Дор-Мир уходит, Оля спрыгивает на землю.
– Твоя мать правда в Грузии? – спрашиваю я.
– Конечно, нет.
Мама у Оли не жена писателя, она сама писатель. Оля говорит, что она пишет очень толстые и умные книжки.
– А Дор-Мир правда ее знает?
– Знает? Конечно, знает! А что ты думала, есть кто-нибудь, кого Доротея Мироновна не знает?
За окном льет дождик. Я не могу уснуть от холода. Другие девочки спят. У них есть теплые рубахи и шерстяные носки, а у нас двенадцать отличных шерстяных рубах лежат в сундуке. В сундуке, наверно, очень тепло, даже жарко. Я сажусь, прижимаюсь спиной к подушке и складываю одеяло пополам. Так теплее, только невозможно вытянуть ноги. Наверно, я зря просилась в лагерь: холодно тут и скучно… Ужасно скучно. Уж лучше, наверное, сидеть в Москве.
Пионервожатая Женя вдруг заглядывает на нашу веранду:
– Ты почему не спишь?
– Не знаю, – говорю я. – Я хочу домой…
– Да? А хочешь перейти в нашу палату?
В их палату? Конечно, хочу! Конечно – там Оля… И вообще…
– Но у вас же там нету свободной кровати…
– Завтра будет, – говорит Женя. – Ляля завтра уезжает.
– Уезжает? Почему?
– Едет с родителями в Крым. Я спросила девочек, кого бы они хотели на ее место, и все сказали, что тебя.
Правда? Я не знала, что они так… Что они так хорошо ко мне относятся. Я ведь все-таки младше их всех…
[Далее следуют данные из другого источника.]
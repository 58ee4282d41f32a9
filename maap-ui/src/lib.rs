//! maap-ui library - Mentoring Audio Analysis Portal service
//!
//! Uploads audio to the external automation endpoint, watches the remote
//! record store for the analysis result, and serves the portal UI with
//! export downloads.

use axum::Router;
use maap_common::{AnalysisRecord, PortalConfig, Result};
use std::sync::Arc;
use tokio::sync::RwLock;

pub mod api;
pub mod error;
pub mod export;
pub mod store;
pub mod uploader;
pub mod watcher;

pub use error::{ApiError, ApiResult};

use store::RecordStoreClient;
use uploader::UploaderClient;

/// Application state shared across HTTP handlers.
///
/// All session state lives here and is passed explicitly into handlers via
/// axum `State`; there is no process-global mutable state. `records` is the
/// last collection fetched from the store, used to address records by index
/// for the quick view and exports. Watch operations keep their own private
/// snapshots and only write back here on success.
#[derive(Clone)]
pub struct AppState {
    /// Portal configuration (validated at startup)
    pub config: Arc<PortalConfig>,
    /// Record store client
    pub store: RecordStoreClient,
    /// Upload forwarding client
    pub uploader: UploaderClient,
    /// Last fetched record collection
    pub records: Arc<RwLock<Vec<AnalysisRecord>>>,
}

impl AppState {
    /// Create application state from a validated configuration
    pub fn new(config: PortalConfig) -> Result<Self> {
        let store = RecordStoreClient::new(config.store_url.clone(), config.fetch_timeout())?;
        let uploader = UploaderClient::new(
            config.upload_url.clone(),
            config.upload_encoding,
            config.upload_timeout(),
        )?;
        Ok(Self {
            config: Arc::new(config),
            store,
            uploader,
            records: Arc::new(RwLock::new(Vec::new())),
        })
    }
}

/// Build application router
pub fn build_router(state: AppState) -> Router {
    use axum::routing::{get, post};

    Router::new()
        .route("/", get(api::serve_index))
        .route("/api/records", get(api::list_records))
        .route("/api/records/:index", get(api::get_record))
        .route("/api/upload", post(api::upload_audio))
        .route("/api/watch", post(api::watch_result))
        .route("/api/export/:index/text", get(api::export_text))
        .route("/api/export/:index/document", get(api::export_document))
        .merge(api::health_routes())
        .with_state(state)
}
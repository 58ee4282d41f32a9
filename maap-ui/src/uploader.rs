//! Uploader client
//!
//! Forwards an uploaded audio file to the external automation endpoint. Two
//! wire encodings exist across deployments, selected by configuration:
//! multipart form data, or a JSON envelope with a base64-encoded body.
//!
//! Unlike polling fetches, upload failures are always surfaced to the user:
//! without a parseable status response there is no way to know whether the
//! file landed.

use base64::{engine::general_purpose, Engine as _};
use maap_common::config::UploadEncoding;
use maap_common::{Error, Result};
use reqwest::Client;
use serde::Deserialize;
use serde_json::json;
use std::time::Duration;
use tracing::{debug, info};

/// Confirmation returned by a successful upload
#[derive(Debug, Clone, PartialEq, Eq)]
pub struct UploadReceipt {
    /// Canonical filename assigned by the remote store. This is the
    /// identifier the watcher correlates on, so the remote's name wins over
    /// the locally submitted one.
    pub file_name: String,
}

/// HTTP client for the upload endpoint
#[derive(Debug, Clone)]
pub struct UploaderClient {
    http_client: Client,
    url: String,
    encoding: UploadEncoding,
}

impl UploaderClient {
    /// Create a client. Uploads carry the whole file body, so the timeout
    /// is configured separately from (and longer than) fetch timeouts.
    pub fn new(url: String, encoding: UploadEncoding, timeout: Duration) -> Result<Self> {
        let http_client = Client::builder()
            .timeout(timeout)
            .build()
            .map_err(|e| Error::Internal(format!("Failed to create HTTP client: {}", e)))?;
        Ok(Self {
            http_client,
            url,
            encoding,
        })
    }

    /// Upload one audio file and return the canonical filename.
    ///
    /// # Errors
    /// - `Transport` for network/HTTP failures
    /// - `MalformedResponse` if the endpoint returns a non-JSON body
    ///   (success cannot be determined, so this is a hard error)
    /// - `Transport` with the endpoint's message if it reports failure
    pub async fn upload(
        &self,
        file_name: &str,
        content_type: &str,
        bytes: Vec<u8>,
    ) -> Result<UploadReceipt> {
        debug!(
            file_name,
            content_type,
            size = bytes.len(),
            encoding = ?self.encoding,
            "Forwarding upload"
        );

        let request = match self.encoding {
            UploadEncoding::Multipart => {
                let part = reqwest::multipart::Part::bytes(bytes)
                    .file_name(file_name.to_string())
                    .mime_str(content_type)
                    .map_err(|e| Error::InvalidInput(format!("Invalid MIME type: {}", e)))?;
                let form = reqwest::multipart::Form::new().part("file", part);
                self.http_client.post(&self.url).multipart(form)
            }
            UploadEncoding::Base64Json => {
                let envelope = build_envelope(file_name, content_type, &bytes);
                self.http_client.post(&self.url).json(&envelope)
            }
        };

        let response = request
            .send()
            .await
            .map_err(|e| Error::Transport(format!("Upload request failed: {}", e)))?;

        let status = response.status();
        let body = response
            .text()
            .await
            .map_err(|e| Error::Transport(format!("Failed to read upload response: {}", e)))?;

        if !status.is_success() {
            return Err(Error::Transport(format!(
                "Upload endpoint returned HTTP {}: {}",
                status, body
            )));
        }

        let parsed: UploadResponse = serde_json::from_str(&body).map_err(|_| {
            Error::MalformedResponse(format!(
                "Upload endpoint returned non-JSON body: {}",
                truncate(&body, 200)
            ))
        })?;

        if parsed.status != "success" {
            return Err(Error::Transport(format!(
                "Upload failed: {}",
                parsed.message.unwrap_or(parsed.status)
            )));
        }

        // Fall back to the submitted name if the endpoint does not echo one
        let canonical = parsed
            .file_name
            .filter(|n| !n.trim().is_empty())
            .unwrap_or_else(|| file_name.to_string());

        info!(file_name = %canonical, "Upload accepted");
        Ok(UploadReceipt {
            file_name: canonical,
        })
    }
}

/// Build the base64-JSON upload envelope
fn build_envelope(file_name: &str, content_type: &str, bytes: &[u8]) -> serde_json::Value {
    json!({
        "fileName": file_name,
        "mimeType": content_type,
        "data": general_purpose::STANDARD.encode(bytes),
    })
}

fn truncate(text: &str, limit: usize) -> &str {
    match text.char_indices().nth(limit) {
        Some((i, _)) => &text[..i],
        None => text,
    }
}

#[derive(Debug, Deserialize)]
struct UploadResponse {
    status: String,
    #[serde(rename = "fileName")]
    file_name: Option<String>,
    message: Option<String>,
}
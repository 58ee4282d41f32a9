//! Upload forwarding handler

use axum::extract::{Multipart, State};
use axum::Json;
use serde::Serialize;
use tracing::info;

use crate::error::{ApiError, ApiResult};
use crate::AppState;

/// Response for an accepted upload
#[derive(Debug, Serialize)]
pub struct UploadAccepted {
    pub status: String,
    /// Canonical filename assigned by the remote store; the identifier to
    /// watch for
    #[serde(rename = "fileName")]
    pub file_name: String,
}

/// POST /api/upload
///
/// Accepts a browser multipart upload (single `file` field) and forwards it
/// to the configured automation endpoint. Upload failures are surfaced to
/// the user: unlike polling fetches, there is no retry loop to absorb them.
pub async fn upload_audio(
    State(state): State<AppState>,
    mut multipart: Multipart,
) -> ApiResult<Json<UploadAccepted>> {
    while let Some(field) = multipart
        .next_field()
        .await
        .map_err(|e| ApiError::BadRequest(format!("Invalid multipart body: {}", e)))?
    {
        if field.name() != Some("file") {
            continue;
        }

        let file_name = field
            .file_name()
            .map(str::to_string)
            .filter(|n| !n.trim().is_empty())
            .ok_or_else(|| ApiError::BadRequest("Uploaded file has no filename".to_string()))?;
        let content_type = field
            .content_type()
            .map(str::to_string)
            .unwrap_or_else(|| "application/octet-stream".to_string());
        let bytes = field
            .bytes()
            .await
            .map_err(|e| ApiError::BadRequest(format!("Failed to read upload: {}", e)))?;

        if bytes.is_empty() {
            return Err(ApiError::BadRequest("Uploaded file is empty".to_string()));
        }

        info!(file_name = %file_name, size = bytes.len(), "Received upload");
        let receipt = state
            .uploader
            .upload(&file_name, &content_type, bytes.to_vec())
            .await?;

        return Ok(Json(UploadAccepted {
            status: "success".to_string(),
            file_name: receipt.file_name,
        }));
    }

    Err(ApiError::BadRequest(
        "Missing 'file' field in multipart body".to_string(),
    ))
}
Что это? Что бы это значило? Все девочки лежат на кроватях, причем в совершенно одинаковых позах – ноги свешиваются на сторону, а голова уткнулась в подушку. Договорились они, что ли? Но зачем?
– Что это вы? – говорю я.
Никто не отвечает.
Я стою некоторое время, потом спрашиваю опять:
– Девчата, вы что?
– Что? – Света Федина отрывает лицо от подушки. – Ты не знаешь?
– Нет…
– Она всегда как с луны свалившись! – говорит Риша в подушку.
Почему они злятся?
– Ты не знаешь, что началась война? – говорит Света. – Война, понимаешь, война!
Кто-то даже подвывает слегка на своей кровати.
– Какая война?.. С Америкой?
– Почти что, – говорит Риша. – Война в Корее.
– Но это очень далеко…
– Далеко? – возмущается Света. – Корея, если хочешь знать, граничит с Советским Союзом! И американцы воюют на стороне Южной Кореи. А мы, конечно, не оставим Северную Корею в беде. Так что будет настоящая большая война!
Мне все-таки не верится… Я спускаюсь потихоньку и иду искать Женю.
– Женя, это правда, что война?
– Глупости! – говорит Женя. – Скажи всем, что Вера Алексеевна велела построиться на линейке.
Я иду обратно в палату. Глупости! Женя сказала: «Глупости!» Сережа Канторович трубит сбор. Мы все выстраиваемся на линейке, кто-то громко плачет.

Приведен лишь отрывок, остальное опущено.